A Turk at Jerusalem once said to Wolff, the missionary, "Why do you come to us?" The missionary replied, "to bring you peace.” "Peace!" replied the Turk, leading him to a window, and pointing to Mount Calvary, "there! upon the very spot where your Lord poured out his blood, the Mohammedan is obliged to interfere to prevent Christians from shedding the blood of each other!"--Calumet of Peace.

CHAPTER XXVIII.

THE LESSONS OF THE WAR WITH MEXICO.

"Our sole aim being to promote the cause of permanent peace by turning this war into effectual warnings against resorts to the sword hereafter."— PROPOSALS FOR A REVIEW OF THE WAR BY THE AMERICAN PEACE SOCIETY.

A BRIEF survey of some of the more prominent lessons, taught us by the events of the last two years, is all that can be given now, though the future will no doubt teach us far more upon this subject than the past.

The friends of peace had fondly cherished the hope that pure republics, the governments of the many as contradistinguished from monarchies and aristocracies, the governments of the one, or the few, would be pacific. War has been charged upon rulers, though it has been confessed it

"Is a game, which, were their subjects wise,
Kings would not play at.'

But we are disappointed. We see that republics can wage as fierce, brutal, and unjust wars, as feudal and despotic powers.* The mania of conquest may riot in the veins of a democracy as furiously as in those of a kingdom or empire.

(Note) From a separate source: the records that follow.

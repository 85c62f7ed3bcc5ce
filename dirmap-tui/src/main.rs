//! dirmap TUI
//!
//! ## 架构
//!
//! 采用 Elm Architecture (TEA) 模式：
//! - **Model**: 应用状态 (`model/`)
//! - **Message**: 事件消息 (`message/`)
//! - **Update**: 状态更新 (`update/`)
//! - **View**: UI 渲染 (`view/`)
//! - **Event**: 输入处理 (`event/`)
//! - **Backend**: 配置服务 (`backend/`)
//!
//! 目录列表、面板导航与规则列表的状态都在 `dirmap-core` 中，
//! 这里只负责把按键翻译成消息、更新状态并渲染。
//!
//!
//! main.rs 执行：
//!
//!     Cli::parse()            // 解析并校验源/目标目录
//!     load_config()           // 读取配置（主题、语言、日志级别）
//!     init_logging()          // 日志写入文件（终端处于原始模式）
//!     model::App::new()       // 构建两个目录面板，失败则直接退出
//!     init_terminal()
//!     app::run()              // 主循环，直到 F10 退出
//!     restore_terminal()      // 无论成功与否，都恢复终端

mod app;
mod backend;
mod cli;
mod event;
pub mod i18n;
mod message;
mod model;
mod update;
mod util;
mod view;

#[cfg(test)]
mod test_support;

use anyhow::{Context, Result};
use clap::Parser;
use dirmap_core::NoopRunner;

use backend::{AppConfig, ConfigService, LocalConfigService};
use cli::Cli;
use util::{init_logging, init_terminal, restore_terminal};

fn main() -> Result<(), anyhow::Error> {
    // 1. 解析参数并校验目录
    let cli = Cli::parse();
    let (source, destination) = cli.directories()?;

    // 2. 加载配置
    let config = load_config(&cli);
    view::theme::set_theme(config.theme);
    i18n::set_language(config.language());

    // 3. 初始化日志
    if let Some(log_path) = init_logging(&config.log_level) {
        log::info!(
            "dirmap started: {} -> {} (log file {})",
            source.display(),
            destination.display(),
            log_path.display()
        );
    }

    // 4. 创建应用实例（在进入备用屏幕前，以便错误正常输出）
    let mut app = model::App::new(
        &source,
        &destination,
        config.output_capacity,
        Box::new(NoopRunner),
    )
    .context("Cannot start session")?;

    // 5. 初始化终端并运行主循环
    let mut terminal = init_terminal()?;
    let result = app::run(&mut terminal, &mut app);

    // 6. 恢复终端（无论成功失败都执行）
    let restored = restore_terminal(&mut terminal);
    finish_session(result, restored)
}

/// 记录会话结果；主循环的错误优先于恢复终端的错误
fn finish_session(result: Result<()>, restored: Result<()>) -> Result<()> {
    match &result {
        Err(e) => log::error!("Session ended abnormally: {e:#}"),
        Ok(()) => log::info!("Session ended"),
    }
    if let Err(e) = restored {
        log::error!("Cannot restore terminal: {e:#}");
        return result.and(Err(e));
    }
    result
}

/// 读取配置文件；格式错误时提示并使用默认值
fn load_config(cli: &Cli) -> AppConfig {
    let service = LocalConfigService::new(
        cli.config
            .clone()
            .or_else(LocalConfigService::default_path),
    );
    match service.load() {
        Ok(config) => config,
        Err(e) => {
            eprintln!("Warning: {e:#}; using default settings");
            AppConfig::default()
        }
    }
}

#[cfg(test)]
mod tests {
    use anyhow::anyhow;

    use super::*;

    #[test]
    fn test_loop_error_wins_over_restore_error() {
        let err = finish_session(Err(anyhow!("loop")), Err(anyhow!("restore"))).unwrap_err();
        assert_eq!(err.to_string(), "loop");
    }

    #[test]
    fn test_restore_error_is_returned_after_clean_loop() {
        let err = finish_session(Ok(()), Err(anyhow!("restore"))).unwrap_err();
        assert_eq!(err.to_string(), "restore");
    }

    #[test]
    fn test_clean_session() {
        assert!(finish_session(Ok(()), Ok(())).is_ok());
    }
}
#![allow(clippy::unwrap_used)]
//! Integration tests for the rule list focus model.

use dirmap_core::{FocusCursor, FocusRegion, RuleListPanel};

#[test]
fn add_three_then_delete_last() {
    let mut panel = RuleListPanel::new();
    assert_eq!(panel.len(), 1);

    panel.add_slot();
    panel.add_slot();
    panel.add_slot();
    assert_eq!(panel.len(), 4);

    assert!(panel.delete_slot());
    assert_eq!(panel.len(), 3);
}

#[test]
fn delete_with_non_last_focus_is_noop() {
    let mut panel = RuleListPanel::new();
    panel.add_slot();
    panel.add_slot();

    // 2 -> 0 -> 1
    panel.cycle_focus_down();
    panel.cycle_focus_down();
    assert_eq!(panel.focused(), Some(1));

    assert!(!panel.delete_slot());
    assert_eq!(panel.len(), 3);

    panel.cycle_focus_down();
    assert!(panel.delete_slot());
    assert_eq!(panel.len(), 2);
    assert_eq!(panel.focused(), Some(1));
}

#[test]
fn rule_text_survives_focus_changes() {
    let mut panel = RuleListPanel::new();
    for ch in "*.txt -> docs/".chars() {
        panel.focused_slot_mut().unwrap().insert_char(ch);
    }
    panel.add_slot();
    panel.cycle_focus_down();
    panel.cycle_focus_down();

    assert_eq!(panel.rules(), vec!["*.txt -> docs/".to_string(), String::new()]);
}

#[test]
fn focus_cursor_cycle_length_three() {
    let mut cursor = FocusCursor::new();
    assert_eq!(cursor.current(), FocusRegion::SourcePane);
    cursor.cycle();
    cursor.cycle();
    cursor.cycle();
    assert_eq!(cursor.current(), FocusRegion::SourcePane);
}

* Witness republican France, waging a cruel war against republican Rome to restore the Pope! The example of our wickedness will find in future history but too many imitators. Such cases need not in the least shake our faith in republicanism; but they should convince us of the necessity, if we would have a true republicanism, of compounding with it large admixtures of sound education, pure religion, and the spirit of universal brotherhood.

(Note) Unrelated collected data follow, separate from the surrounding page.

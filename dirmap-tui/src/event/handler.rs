use anyhow::Result;
use crossterm::event::{self, Event, KeyCode, KeyEvent, KeyEventKind, KeyModifiers};
use dirmap_core::FocusRegion;

use crate::event::keymap::DefaultKeymap;
use crate::message::{AppMessage, PaneMessage, PaneSide, RuleMessage};
use crate::model::App;

/// 阻塞等待下一个输入事件
pub fn next_event() -> Result<Event> {
    Ok(event::read()?)
}

pub fn handle_event(event: Event, app: &App) -> AppMessage {
    match event {
        Event::Key(key_event) => handle_key_event(key_event, app), // 键盘事件
        _ => AppMessage::Noop, // 其他事件（含窗口大小改变）只触发重绘
    }
}

fn handle_key_event(key: KeyEvent, app: &App) -> AppMessage {
    // 只处理 Press 事件，忽略 Release 和 Repeat
    if key.kind != KeyEventKind::Press {
        return AppMessage::Noop;
    }

    // 全局快捷键（无论焦点在哪里）
    if DefaultKeymap::QUIT.matches(&key) || DefaultKeymap::FORCE_QUIT.matches(&key) {
        return AppMessage::Quit;
    }

    if DefaultKeymap::CYCLE_FOCUS.matches(&key) {
        return AppMessage::CycleFocus;
    }

    if DefaultKeymap::RUN.matches(&key) {
        return AppMessage::Run;
    }

    // 根据焦点位置处理按键
    match app.focus.current() {
        FocusRegion::SourcePane => handle_pane_keys(key, PaneSide::Source),
        FocusRegion::DestinationPane => handle_pane_keys(key, PaneSide::Destination),
        FocusRegion::RuleList => handle_rule_keys(key),
    }
}

fn handle_pane_keys(key: KeyEvent, side: PaneSide) -> AppMessage {
    if DefaultKeymap::REFRESH.matches(&key) {
        return AppMessage::Pane(side, PaneMessage::Refresh);
    }

    let msg = match key.code {
        // ↑ 或 k: 上一项
        KeyCode::Up | KeyCode::Char('k') => PaneMessage::SelectPrevious,
        // ↓ 或 j: 下一项
        KeyCode::Down | KeyCode::Char('j') => PaneMessage::SelectNext,
        // Home: 跳到第一项
        KeyCode::Home => PaneMessage::SelectFirst,
        // End: 跳到最后一项
        KeyCode::End => PaneMessage::SelectLast,
        // Enter: 进入目录
        KeyCode::Enter => PaneMessage::Confirm,
        _ => return AppMessage::Noop,
    };
    AppMessage::Pane(side, msg)
}

fn handle_rule_keys(key: KeyEvent) -> AppMessage {
    if DefaultKeymap::ADD_RULE.matches(&key) {
        return AppMessage::Rules(RuleMessage::AddSlot);
    }
    if DefaultKeymap::DELETE_RULE.matches(&key) {
        return AppMessage::Rules(RuleMessage::DeleteSlot);
    }
    if DefaultKeymap::NEXT_RULE.matches(&key) {
        return AppMessage::Rules(RuleMessage::CycleFocusDown);
    }

    let msg = match (key.modifiers, key.code) {
        (KeyModifiers::NONE | KeyModifiers::SHIFT, KeyCode::Char(ch)) => RuleMessage::Input(ch),
        (_, KeyCode::Enter) => RuleMessage::Newline,
        (_, KeyCode::Backspace) => RuleMessage::Backspace,
        (_, KeyCode::Delete) => RuleMessage::Delete,
        (_, KeyCode::Left) => RuleMessage::CursorLeft,
        (_, KeyCode::Right) => RuleMessage::CursorRight,
        (_, KeyCode::Home) => RuleMessage::CursorHome,
        (_, KeyCode::End) => RuleMessage::CursorEnd,
        _ => return AppMessage::Noop,
    };
    AppMessage::Rules(msg)
}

In this respect we witness the non-fulfilment of many wise predictions and cherished hopes. The very independence and self-reliance taught by free institutions make the republican the most formidable soldier on earth, when he cuts loose from the scruples of a religious education. The staterivalry and panting for distinction by the members of different sections of the Union have also blown up the war-passion to a hotter flame, and made the battle-field an arena for the most intense competition.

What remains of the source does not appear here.